BEGIN MATERIAL PROVIDED

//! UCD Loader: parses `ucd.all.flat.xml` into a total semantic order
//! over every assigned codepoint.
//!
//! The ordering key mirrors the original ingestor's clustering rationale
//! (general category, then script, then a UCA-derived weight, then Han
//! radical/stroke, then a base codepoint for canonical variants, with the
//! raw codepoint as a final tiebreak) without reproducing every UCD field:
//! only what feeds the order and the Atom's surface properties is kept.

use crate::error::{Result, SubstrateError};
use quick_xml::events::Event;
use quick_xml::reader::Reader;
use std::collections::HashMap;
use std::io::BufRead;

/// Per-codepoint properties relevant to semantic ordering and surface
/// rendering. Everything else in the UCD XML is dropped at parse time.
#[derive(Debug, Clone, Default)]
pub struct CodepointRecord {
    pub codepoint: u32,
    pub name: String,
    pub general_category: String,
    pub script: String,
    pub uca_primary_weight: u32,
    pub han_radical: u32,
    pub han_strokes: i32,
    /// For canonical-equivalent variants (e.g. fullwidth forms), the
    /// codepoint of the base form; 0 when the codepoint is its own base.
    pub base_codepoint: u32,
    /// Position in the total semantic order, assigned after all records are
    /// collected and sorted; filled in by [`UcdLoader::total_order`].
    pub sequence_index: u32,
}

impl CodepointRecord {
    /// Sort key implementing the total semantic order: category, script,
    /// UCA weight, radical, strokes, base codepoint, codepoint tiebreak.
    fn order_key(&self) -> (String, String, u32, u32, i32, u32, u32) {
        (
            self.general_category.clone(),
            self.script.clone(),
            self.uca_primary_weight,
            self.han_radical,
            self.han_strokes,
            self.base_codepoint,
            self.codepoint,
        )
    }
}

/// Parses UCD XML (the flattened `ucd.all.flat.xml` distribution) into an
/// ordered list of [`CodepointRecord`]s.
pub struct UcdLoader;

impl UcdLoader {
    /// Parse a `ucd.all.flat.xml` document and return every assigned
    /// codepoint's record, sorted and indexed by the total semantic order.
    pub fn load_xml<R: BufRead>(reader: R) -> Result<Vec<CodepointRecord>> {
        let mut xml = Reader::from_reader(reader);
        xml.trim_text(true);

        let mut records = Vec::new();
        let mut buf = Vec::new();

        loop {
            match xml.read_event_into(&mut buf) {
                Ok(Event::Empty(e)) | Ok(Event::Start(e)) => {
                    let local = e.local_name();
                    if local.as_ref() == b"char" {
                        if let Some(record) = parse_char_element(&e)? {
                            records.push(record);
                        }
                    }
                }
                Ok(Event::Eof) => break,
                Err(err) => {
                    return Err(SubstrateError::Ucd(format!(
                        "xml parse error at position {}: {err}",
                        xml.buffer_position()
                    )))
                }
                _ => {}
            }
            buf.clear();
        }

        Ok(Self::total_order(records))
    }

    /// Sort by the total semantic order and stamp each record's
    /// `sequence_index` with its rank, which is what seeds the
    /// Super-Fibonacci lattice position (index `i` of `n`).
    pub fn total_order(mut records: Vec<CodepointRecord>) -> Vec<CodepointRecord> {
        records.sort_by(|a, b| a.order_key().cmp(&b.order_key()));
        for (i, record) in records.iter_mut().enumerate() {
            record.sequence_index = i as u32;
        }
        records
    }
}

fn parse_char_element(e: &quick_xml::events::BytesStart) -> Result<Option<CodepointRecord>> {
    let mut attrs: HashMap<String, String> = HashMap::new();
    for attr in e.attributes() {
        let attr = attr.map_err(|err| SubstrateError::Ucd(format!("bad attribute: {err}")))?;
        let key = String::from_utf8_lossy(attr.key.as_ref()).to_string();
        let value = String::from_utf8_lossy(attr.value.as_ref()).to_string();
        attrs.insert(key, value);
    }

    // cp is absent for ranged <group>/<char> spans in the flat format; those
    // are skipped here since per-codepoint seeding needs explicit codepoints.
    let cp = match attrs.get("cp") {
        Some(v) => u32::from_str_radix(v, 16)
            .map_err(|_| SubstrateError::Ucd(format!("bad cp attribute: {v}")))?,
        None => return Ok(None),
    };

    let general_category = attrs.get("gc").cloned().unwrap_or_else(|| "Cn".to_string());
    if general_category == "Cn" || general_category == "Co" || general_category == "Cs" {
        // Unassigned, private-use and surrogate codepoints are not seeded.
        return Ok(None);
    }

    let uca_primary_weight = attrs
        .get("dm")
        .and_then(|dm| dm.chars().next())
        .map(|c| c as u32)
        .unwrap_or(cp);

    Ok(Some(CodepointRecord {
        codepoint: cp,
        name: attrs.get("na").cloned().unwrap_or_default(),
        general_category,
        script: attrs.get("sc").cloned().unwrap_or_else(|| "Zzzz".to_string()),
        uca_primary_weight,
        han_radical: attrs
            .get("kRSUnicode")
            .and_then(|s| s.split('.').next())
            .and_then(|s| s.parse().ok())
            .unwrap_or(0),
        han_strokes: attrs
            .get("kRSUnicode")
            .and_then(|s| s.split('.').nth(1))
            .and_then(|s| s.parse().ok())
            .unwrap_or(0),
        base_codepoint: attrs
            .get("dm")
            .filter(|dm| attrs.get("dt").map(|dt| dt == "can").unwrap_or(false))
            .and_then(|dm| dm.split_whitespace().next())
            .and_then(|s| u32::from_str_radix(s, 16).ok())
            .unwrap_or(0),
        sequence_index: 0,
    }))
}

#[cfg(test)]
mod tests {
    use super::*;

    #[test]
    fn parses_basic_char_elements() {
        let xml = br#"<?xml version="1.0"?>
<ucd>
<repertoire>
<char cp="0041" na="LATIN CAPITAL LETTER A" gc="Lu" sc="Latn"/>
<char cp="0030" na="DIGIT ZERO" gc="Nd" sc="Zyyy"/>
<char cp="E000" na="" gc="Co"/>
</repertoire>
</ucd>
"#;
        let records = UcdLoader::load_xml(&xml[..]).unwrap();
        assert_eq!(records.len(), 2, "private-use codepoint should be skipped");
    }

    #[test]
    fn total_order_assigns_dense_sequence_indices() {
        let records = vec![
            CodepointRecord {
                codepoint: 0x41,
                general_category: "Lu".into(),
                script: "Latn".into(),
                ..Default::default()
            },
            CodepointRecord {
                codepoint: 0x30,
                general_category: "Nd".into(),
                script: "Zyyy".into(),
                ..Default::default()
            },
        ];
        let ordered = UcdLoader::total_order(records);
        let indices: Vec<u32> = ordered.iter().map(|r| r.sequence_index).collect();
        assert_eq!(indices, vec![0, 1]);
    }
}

END MATERIAL PROVIDED

WHAT YOU NEED TO DO
Transcribe the records above from the line holding "record.sequence_index = i as u32;" down to the line holding "let cp = match", inclusive, without adding anything.

YOUR SOLUTION
            record.sequence_index = i as u32;
        }
        records
    }
}

fn parse_char_element(e: &quick_xml::events::BytesStart) -> Result<Option<CodepointRecord>> {
    let mut attrs: HashMap<String, String> = HashMap::new();
    for attr in e.attributes() {
        let attr = attr.map_err(|err| SubstrateError::Ucd(format!("bad attribute: {err}")))?;
        let key = String::from_utf8_lossy(attr.key.as_ref()).to_string();
        let value = String::from_utf8_lossy(attr.value.as_ref()).to_string();
        attrs.insert(key, value);
    }

    // cp is absent for ranged <group>/<char> spans in the flat format; those
    // are skipped here since per-codepoint seeding needs explicit codepoints.
    let cp = match attrs.get("cp") {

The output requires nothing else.